Saturday, June 06, 2020
Long Silences are normal and indicative and symptomatic
It remains true and bears retelling that not-writing is destructive to my mental health, and also what I tend to do when my mental health is tenuous.
But the difficulty of self-expression has been amplified by the myriad of ways I've been humbled and forced to re-learn my lenses over the last year. Oliver/Sir O was diagnosed with Autism, anxiety, ADHD, a written expression learning disability, an executive functioning deficit, and classified as 2E last fall. It was not an unexpected diagnosis, but it knocked the wind out of me and forced me into wildly unfamiliar territory in aggressive and unexpected ways. I've been having to reimagine everything I've known about how minds work to make room for the neurodivergent ways my children interact with the world. I've had to become aware of and name the herculean effort I put in daily to co-regulate with each of my children and their lagging skills with self-regulation. It's been massive.
Then, just as I was beginning to be able to tell which direction wa
s up, the pandemic and all of it's attendant drama, discord, and carpet yanking happened. I have had so many aspects of my view of and relationship with my own reality shaken and stolen away that the sheer volume of paradigm reconfiguring I've had to do is staggering. My brain cannot keep up, and I keep emotionally forgetting what I cognitively already know and have processed. On a much less traumatic scale it's like that moment when you wake up in the morning and have to re-remember that someone has died, only for scores of less earth-shattering adjustments. I never quite have all of my feet under me.
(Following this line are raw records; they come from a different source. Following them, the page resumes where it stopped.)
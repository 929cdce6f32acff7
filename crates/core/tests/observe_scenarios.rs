//! End-to-end classification scenarios through `observe`.

use chrono::{DateTime, Duration, TimeZone, Utc};
use skywatch_core::core_types::snapshot::{
    PressureReading, RainRateReading, SensorSnapshot, SpeedReading, TemperatureReading,
};
use skywatch_core::{new_state, observe, Condition, RainState, StationConfig, UnitSystem};

fn noon() -> DateTime<Utc> {
    Utc.with_ymd_and_hms(2024, 6, 15, 12, 0, 0).unwrap()
}

fn night() -> DateTime<Utc> {
    Utc.with_ymd_and_hms(2024, 6, 15, 2, 0, 0).unwrap()
}

fn snapshot(t: DateTime<Utc>) -> SensorSnapshot {
    let mut snap = SensorSnapshot::new(t);
    snap.pressure_is_sea_level = true;
    snap
}

fn imperial_config() -> StationConfig {
    StationConfig {
        units_out: UnitSystem::Imperial,
        ..StationConfig::default()
    }
}

/// Scenario 1: bright summer noon reads sunny.
#[test]
fn clear_summer_noon_is_sunny() {
    let mut snap = snapshot(noon());
    snap.outdoor_temp = Some(TemperatureReading::fahrenheit(75.0));
    snap.humidity = Some(45.0);
    snap.rain_rate = Some(RainRateReading::inches_per_hour(0.0));
    snap.rain_state = Some(RainState::Dry);
    snap.pressure = Some(PressureReading::inhg(30.05));
    snap.wind_speed = Some(SpeedReading::mph(3.0));
    snap.wind_gust = Some(SpeedReading::mph(5.0));
    snap.solar_radiation_wm2 = Some(850.0);
    snap.solar_lux = Some(85_000.0);
    snap.uv_index = Some(7.0);
    snap.solar_elevation_deg = Some(60.0);

    let (inference, _) = observe(&snap, &new_state(imperial_config())).unwrap();
    assert_eq!(inference.condition, Condition::Sunny);
    assert!(inference.cloud_cover_pct <= 30.0);
    assert!(inference.is_daytime);
    assert_eq!(inference.fog_score, 0);
}

/// Scenario 2: saturated, calm, dark: dense fog even with a wet sensor.
#[test]
fn saturated_calm_night_is_fog() {
    let mut snap = snapshot(night());
    snap.outdoor_temp = Some(TemperatureReading::fahrenheit(34.0));
    snap.humidity = Some(99.0);
    snap.rain_rate = Some(RainRateReading::inches_per_hour(0.0));
    snap.rain_state = Some(RainState::Wet);
    snap.pressure = Some(PressureReading::inhg(29.90));
    snap.wind_speed = Some(SpeedReading::mph(1.0));
    snap.solar_radiation_wm2 = Some(0.0);
    snap.solar_lux = Some(0.0);
    snap.uv_index = Some(0.0);

    let (inference, _) = observe(&snap, &new_state(imperial_config())).unwrap();
    assert_eq!(inference.condition, Condition::Fog);
    assert!(inference.fog_score >= 70, "score was {}", inference.fog_score);
}

/// Scenario 3: freezing precipitation is snow.
#[test]
fn freezing_rain_rate_is_snowy() {
    let mut snap = snapshot(noon());
    snap.outdoor_temp = Some(TemperatureReading::fahrenheit(28.0));
    snap.humidity = Some(85.0);
    snap.rain_rate = Some(RainRateReading::inches_per_hour(0.20));
    snap.rain_state = Some(RainState::Wet);
    snap.pressure = Some(PressureReading::inhg(29.70));
    snap.wind_speed = Some(SpeedReading::mph(10.0));
    snap.wind_gust = Some(SpeedReading::mph(18.0));

    let (inference, _) = observe(&snap, &new_state(imperial_config())).unwrap();
    assert_eq!(inference.condition, Condition::Snowy);
}

/// Scenario 4: deep low with heavy rain is a thunderstorm with severe
/// storm probability.
#[test]
fn deep_low_heavy_rain_is_lightning_rainy() {
    let mut snap = snapshot(noon());
    snap.outdoor_temp = Some(TemperatureReading::fahrenheit(70.0));
    snap.humidity = Some(90.0);
    snap.rain_rate = Some(RainRateReading::inches_per_hour(0.35));
    snap.rain_state = Some(RainState::Wet);
    snap.pressure = Some(PressureReading::inhg(29.10));
    snap.wind_speed = Some(SpeedReading::mph(22.0));
    snap.wind_gust = Some(SpeedReading::mph(40.0));

    let (inference, _) = observe(&snap, &new_state(imperial_config())).unwrap();
    assert_eq!(inference.condition, Condition::LightningRainy);
    assert!(
        inference.storm_probability >= 70.0,
        "storm probability was {}",
        inference.storm_probability
    );
}

/// Scenario 5: sunny sky but strong sustained wind: the windy override.
#[test]
fn sunny_with_strong_wind_is_windy() {
    let mut snap = snapshot(noon());
    snap.outdoor_temp = Some(TemperatureReading::fahrenheit(72.0));
    snap.humidity = Some(50.0);
    snap.rain_rate = Some(RainRateReading::inches_per_hour(0.0));
    snap.pressure = Some(PressureReading::inhg(30.10));
    snap.wind_speed = Some(SpeedReading::mph(25.0));
    snap.wind_gust = Some(SpeedReading::mph(33.0));
    snap.solar_radiation_wm2 = Some(900.0);
    snap.solar_lux = Some(90_000.0);
    snap.uv_index = Some(8.0);
    snap.solar_elevation_deg = Some(55.0);

    let (inference, _) = observe(&snap, &new_state(imperial_config())).unwrap();
    assert_eq!(inference.condition, Condition::Windy);
}

/// Scenario 6: mild, humid, calm night under normal pressure falls to the
/// default night condition.
#[test]
fn humid_calm_normal_night_is_partly_cloudy_night() {
    let mut snap = snapshot(night());
    snap.outdoor_temp = Some(TemperatureReading::fahrenheit(60.0));
    snap.humidity = Some(88.0);
    snap.rain_rate = Some(RainRateReading::inches_per_hour(0.0));
    snap.pressure = Some(PressureReading::inhg(29.95));
    snap.wind_speed = Some(SpeedReading::mph(4.0));
    snap.solar_radiation_wm2 = Some(0.0);
    snap.solar_lux = Some(0.0);
    snap.uv_index = Some(0.0);

    let (inference, _) = observe(&snap, &new_state(imperial_config())).unwrap();
    assert_eq!(inference.condition, Condition::PartlyCloudyNight);
}

/// Scenario 7: a 35 → 80 cloud jump in ten minutes is treated as sensor
/// noise; the condition holds.
#[test]
fn oversized_cloud_jump_is_suppressed() {
    let state = new_state(imperial_config());

    // Partly cloudy reference reading (~35% cloud at 45° elevation)
    let mut first = snapshot(noon());
    first.outdoor_temp = Some(TemperatureReading::fahrenheit(70.0));
    first.humidity = Some(55.0);
    first.pressure = Some(PressureReading::inhg(29.92));
    first.wind_speed = Some(SpeedReading::mph(4.0));
    first.solar_radiation_wm2 = Some(304.0);
    first.solar_lux = Some(65_000.0);
    first.uv_index = Some(0.0);
    first.solar_elevation_deg = Some(45.0);

    let (inference, state) = observe(&first, &state).unwrap();
    assert_eq!(inference.condition, Condition::PartlyCloudy);
    let first_cloud = inference.cloud_cover_pct;
    assert!(
        (30.0..=45.0).contains(&first_cloud),
        "reference cloud cover was {first_cloud}"
    );

    // Ten minutes later the sensors collapse to heavy-overcast readings
    let mut second = snapshot(noon() + Duration::minutes(10));
    second.outdoor_temp = Some(TemperatureReading::fahrenheit(70.0));
    second.humidity = Some(55.0);
    second.pressure = Some(PressureReading::inhg(29.92));
    second.wind_speed = Some(SpeedReading::mph(4.0));
    second.solar_radiation_wm2 = Some(40.0);
    second.solar_lux = Some(4_000.0);
    second.uv_index = Some(0.0);
    second.solar_elevation_deg = Some(45.0);

    let (inference, _) = observe(&second, &state).unwrap();
    assert_eq!(
        inference.condition,
        Condition::PartlyCloudy,
        "a >30-point swing must not switch the condition"
    );
    // The emitted cloud cover itself is capped at +30
    assert!(inference.cloud_cover_pct <= first_cloud + 30.0 + 1e-9);
}

/// Scenario 8: storm probability climbs while pressure stays at storm
/// depths.
#[test]
fn sustained_deep_low_increases_storm_probability() {
    let state = new_state(imperial_config());

    let mut probabilities = Vec::new();
    let mut state = state;
    for step in 0..4 {
        let mut snap = snapshot(night() + Duration::minutes(20 * step));
        snap.outdoor_temp = Some(TemperatureReading::fahrenheit(55.0));
        snap.humidity = Some(70.0);
        snap.pressure = Some(PressureReading::inhg(29.15));
        snap.wind_speed = Some(SpeedReading::mph(5.0));
        snap.solar_radiation_wm2 = Some(0.0);
        snap.solar_lux = Some(0.0);
        snap.uv_index = Some(0.0);

        let (inference, next) = observe(&snap, &state).unwrap();
        probabilities.push(inference.storm_probability);
        state = next;
    }

    for pair in probabilities.windows(2) {
        assert!(
            pair[1] > pair[0],
            "storm probability must strictly increase: {probabilities:?}"
        );
    }
    assert!(probabilities[0] >= 70.0, "deep low starts severe");
}

/// Priority preservation: once precipitation classifies the update, solar
/// fields (used only by lower rungs) cannot change the outcome.
#[test]
fn lower_priority_fields_cannot_flip_precipitation() {
    let mut base = snapshot(noon());
    base.outdoor_temp = Some(TemperatureReading::fahrenheit(50.0));
    base.humidity = Some(80.0);
    base.rain_rate = Some(RainRateReading::inches_per_hour(0.15));
    base.rain_state = Some(RainState::Wet);
    base.pressure = Some(PressureReading::inhg(29.92));
    base.wind_speed = Some(SpeedReading::mph(5.0));

    let (reference, _) = observe(&base, &new_state(imperial_config())).unwrap();
    assert_eq!(reference.condition, Condition::Rainy);

    for (radiation, lux, uv) in [(0.0, 0.0, 0.0), (400.0, 40_000.0, 3.0), (900.0, 95_000.0, 9.0)]
    {
        let mut varied = base.clone();
        varied.solar_radiation_wm2 = Some(radiation);
        varied.solar_lux = Some(lux);
        varied.uv_index = Some(uv);

        let (inference, _) = observe(&varied, &new_state(imperial_config())).unwrap();
        assert_eq!(
            inference.condition,
            Condition::Rainy,
            "solar variation changed a precipitation classification"
        );
    }
}

/// Classification is altitude-invariant: a mountain station reporting
/// station pressure classifies like a sea-level station reporting the
/// equivalent sea-level pressure.
#[test]
fn classification_is_altitude_invariant() {
    use skywatch_core::analysis::PressureSystem;
    use skywatch_core::atmosphere::altitude::{sea_level_to_station, PressureBands};

    // The linear 1 hPa / 8 m shift tracks the barometric formula closely
    // only for the first few hundred meters; higher stations should report
    // corrected pressure instead.
    for sea_level in [29.10, 29.40, 29.70, 29.92, 30.10, 30.30] {
        for altitude in [0.0, 150.0, 250.0] {
            let station = sea_level_to_station(sea_level, altitude);
            let shifted = PressureSystem::classify(station, &PressureBands::at_altitude(altitude));
            let reference = PressureSystem::classify(sea_level, &PressureBands::sea_level());
            // The 1 hPa / 8 m band shift approximates the barometric
            // correction; they agree away from band edges
            if (sea_level - 29.20).abs() > 0.05
                && (sea_level - 29.50).abs() > 0.05
                && (sea_level - 29.80).abs() > 0.05
                && (sea_level - 30.00).abs() > 0.05
                && (sea_level - 30.20).abs() > 0.05
            {
                assert_eq!(
                    shifted, reference,
                    "station {station:.2} at {altitude} m vs sea level {sea_level:.2}"
                );
            }
        }
    }
}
I've been struggling to sleep. My brain starts racing around 10 pm, and usually my heart starts to race too. Lately it's been vivid sensory memories from my time in London in 2002. Mostly really good memories, but they feel so immediate, like I'm actively living them, and the melancholy of how far gone and away they are (and how impossible they'd be to recreate in a pandemic) makes them really acutely emotional, melancholy, even tragic. I weep from midnight on until I finally collapse.
It's hard for me (and everyone else) to navigate next steps forward. Goal setting and relationship maintaining and healthy recreating are so impossible to navigate in a world of infinite high-stakes unknowns. Not knowing what the next school year will look like, not knowing what the economy might even remotely look like, not knowing whose careers will be affected in what ways, not knowing what social activities will be safely available or when...... nobody can plan their life the way humans need in order to stay sane. And all this on top of the most dramatic civil unrest of my lifetime, when the stakes of so many things seem insanely high, dramatic, unstable, and tragic.
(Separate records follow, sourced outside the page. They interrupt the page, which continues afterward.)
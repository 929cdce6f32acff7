//! Five-day daily forecast
//!
//! Each day projects temperature, condition, precipitation, wind, and
//! humidity from the current basis, the evolution trajectory, and the
//! history-derived volatility. Everything decays toward the present
//! observation as the horizon stretches: far days hedge toward
//! persistence.

use chrono::{Datelike, Duration};

use crate::core_types::condition::Condition;
use crate::core_types::units::{Fahrenheit, UnitSystem, INCHES_TO_MM, MPH_TO_KMH};
use crate::forecast::evolution::{condition_at, ladder_position, Evolution};
use crate::forecast::state::{ForecastBasis, MeteoState};
use crate::forecast::{
    canonical_precipitation_mm, condition_target_humidity, condition_temperature_range_f,
    condition_wind_factor, DailyForecast,
};

/// Annual temperature cycle amplitude, °F.
const SEASONAL_AMPLITUDE_F: f64 = 14.0;

/// Generate the 5-day forecast.
#[must_use]
pub fn generate_daily(
    basis: &ForecastBasis,
    state: &MeteoState,
    units: UnitSystem,
) -> Vec<DailyForecast> {
    let evolution = Evolution::from_state(state);
    let start_position = ladder_position(basis.condition);

    (0..5)
        .map(|day| {
            let datetime = basis.timestamp + Duration::days(i64::from(day) + 1);

            let condition = forecast_condition(
                day,
                start_position,
                &evolution,
                state.pressure.storm_probability,
            );
            let temp_f = forecast_temperature_f(basis, state, day);
            let swing_f = condition_temperature_range_f(condition, state.stability)
                * (1.0 + state.wind.gradient_wind_effect * 0.02).min(1.3);

            let precipitation_mm = forecast_precipitation_mm(condition, state, day);
            let precipitation_probability = precipitation_probability(basis, state, condition);
            let wind_mph = forecast_wind_mph(basis, state, condition, day);
            let humidity = forecast_humidity(state, condition);

            let wind_bearing = state
                .pressure
                .wind_direction
                .map(|summary| summary.mean_direction_deg)
                .or(basis.wind_bearing_deg);

            let (temp_high, temp_low) = match units {
                UnitSystem::Imperial => (temp_f, temp_f - swing_f),
                UnitSystem::Metric => (to_celsius(temp_f), to_celsius(temp_f - swing_f)),
            };

            DailyForecast {
                datetime,
                condition,
                temp_high,
                temp_low,
                precipitation: match units {
                    UnitSystem::Imperial => precipitation_mm / INCHES_TO_MM,
                    UnitSystem::Metric => precipitation_mm,
                },
                precipitation_probability,
                wind_speed: match units {
                    UnitSystem::Imperial => wind_mph,
                    UnitSystem::Metric => wind_mph * MPH_TO_KMH,
                },
                wind_bearing,
                humidity,
            }
        })
        .collect()
}

fn to_celsius(temp_f: f64) -> f64 {
    Fahrenheit(temp_f).to_celsius().value()
}

/// Annual temperature cycle: coldest in mid-January, warmest in
/// mid-July (northern-hemisphere phase).
fn seasonal_cycle_f(day_of_year: f64) -> f64 {
    let phase = 2.0 * std::f64::consts::PI * (day_of_year - 15.0) / 365.25;
    -SEASONAL_AMPLITUDE_F * phase.cos()
}

fn forecast_temperature_f(basis: &ForecastBasis, state: &MeteoState, day: u32) -> f64 {
    let day_f = f64::from(day);
    let doy = f64::from(basis.timestamp.ordinal());

    // Seasonal drift relative to today
    let seasonal = seasonal_cycle_f(doy + day_f + 1.0) - seasonal_cycle_f(doy);

    // Pressure systems push temperatures: highs run warm, lows cool
    let system_influence = if state.pressure.system.is_high() {
        2.0
    } else if state.pressure.system.is_low() {
        -3.0
    } else {
        0.0
    };
    let trend_influence = state.trend_3h_hpa() * 0.5 + state.trend_24h_hpa() * 0.3;
    let distance_dampening = (1.0 - day_f * 0.15).max(0.3);
    let pressure_influence =
        ((system_influence + trend_influence) * distance_dampening).clamp(-5.0, 5.0);

    // Volatility-scaled day-to-day variation, deterministic alternation
    let alternator = f64::from(day % 3) - 1.0;
    let noise = state.temp_volatility * 0.3 * alternator * (1.0 - day_f * 0.2).max(0.2);

    let raw = basis.temp_f + seasonal + pressure_influence + noise;

    // Stable air and forecast distance both pull the projection back
    // toward the present observation
    let deviation = (raw - basis.temp_f) * (1.0 - state.stability * 0.3) * (1.0 - day_f / 8.0);
    basis.temp_f + deviation
}

fn forecast_condition(
    day: u32,
    start_position: f64,
    evolution: &Evolution,
    storm_probability: f64,
) -> Condition {
    if day == 0 && storm_probability >= 70.0 {
        return Condition::LightningRainy;
    }

    let position = evolution.advance(start_position, 24.0 * f64::from(day + 1));
    condition_at(position)
}

fn forecast_precipitation_mm(condition: Condition, state: &MeteoState, day: u32) -> f64 {
    let mut amount = canonical_precipitation_mm(condition);
    if amount == 0.0 {
        return 0.0;
    }

    // Storm enhancement
    if state.pressure.storm_probability > 70.0 {
        amount *= 1.8;
    } else if state.pressure.storm_probability > 40.0 {
        amount *= 1.4;
    }

    // Falling pressure wrings more water out; rising dries up
    let trend_3h = state.trend_3h_hpa();
    if trend_3h < -1.0 {
        amount *= 1.5;
    } else if trend_3h < -0.5 {
        amount *= 1.25;
    } else if trend_3h > 1.0 {
        amount *= 0.4;
    }

    // Moisture supply and instability
    amount *= state.moisture.factor();
    amount *= 1.0 + (1.0 - state.stability) * 0.5;

    // Rising humidity amplifies, up to 1.5x
    let humidity_gain = (state.moisture.humidity_trend_per_hour * 0.1).clamp(0.0, 0.5);
    amount *= 1.0 + humidity_gain;

    amount * (1.0 - f64::from(day) * 0.15).max(0.2)
}

fn precipitation_probability(
    basis: &ForecastBasis,
    state: &MeteoState,
    condition: Condition,
) -> f64 {
    let mut probability: f64 = 0.0;

    let trend_3h = state.trend_3h_hpa();
    if trend_3h < 0.0 {
        probability += (-trend_3h * 20.0).min(40.0);
    }

    if basis.humidity_pct > 80.0 {
        probability += 30.0;
    } else if basis.humidity_pct > 60.0 {
        probability += 15.0;
    }

    probability += state.pressure.storm_probability * 0.5;
    probability += state.moisture.condensation_potential * 20.0;

    if condition.is_precipitating() {
        probability = probability.max(55.0);
    }

    probability.clamp(0.0, 100.0)
}

fn forecast_wind_mph(
    basis: &ForecastBasis,
    state: &MeteoState,
    condition: Condition,
    day: u32,
) -> f64 {
    let mut wind = basis.wind_mph * condition_wind_factor(condition);

    if state.pressure.system.is_low() {
        wind *= 1.3;
    } else if state.pressure.system.is_high() {
        wind *= 0.8;
    }

    wind += state.wind.gradient_wind_effect;

    // Unsteady direction means variable, gustier flow
    if state.wind.direction_stability < 0.3 {
        wind *= 1.2;
    } else if state.wind.direction_stability > 0.8 {
        wind *= 0.9;
    }

    wind *= (1.0 - f64::from(day) * 0.12).max(0.4);
    wind.max(1.0)
}

fn forecast_humidity(state: &MeteoState, condition: Condition) -> f64 {
    // A full day is ample time to converge on the condition target
    let mut humidity = condition_target_humidity(condition);

    if state.stability > 0.7 {
        humidity += 3.0;
    } else if state.stability < 0.3 {
        humidity -= 3.0;
    }

    if state.moisture.humidity_trend_per_hour > 1.0 {
        humidity += 5.0;
    } else if state.moisture.humidity_trend_per_hour < -1.0 {
        humidity -= 5.0;
    }

    humidity.clamp(0.0, 100.0)
}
I remember, in the aftermath of the 2016 election, when I was really struggling, finding helpful metaphors in the language of deep festering wounds being opened up to heal properly. Lots of things (power imbalances) that we (the privileged) pretended were overcome in the 80s have been forced into the bright light to be reckoned with and hopefully dealt with more thoroughly and honestly this time. I don't know that we will altogether succeed this time either, but hopefully progress will be made. Hopefully the arc of history will lean toward justice and will treat us with some mercy.
I haven't had much luck finding my place or my voice in the current BLM moment. Most white influencers I follow are tripping over themselves trying to find appropriate and sensitive content to post, mostly finding and sharing black influencer accounts and resharing their content. I haven't got a business or professional identity to keep afloat right now, so it feels more safe and authentic to just literally mute myself, rather than to post about how I'm muting myself and then still posting others' content. But it also feels odd/off to be silent in a moment when "silence is complicit" is au courant. But I'm listening and watching and doing my best to start conversations with kids for whom all conversations are hard to have. I'm sitting in deep deep discomfort with every facet of every previous self. I hope it is constructive, it's certainly painful.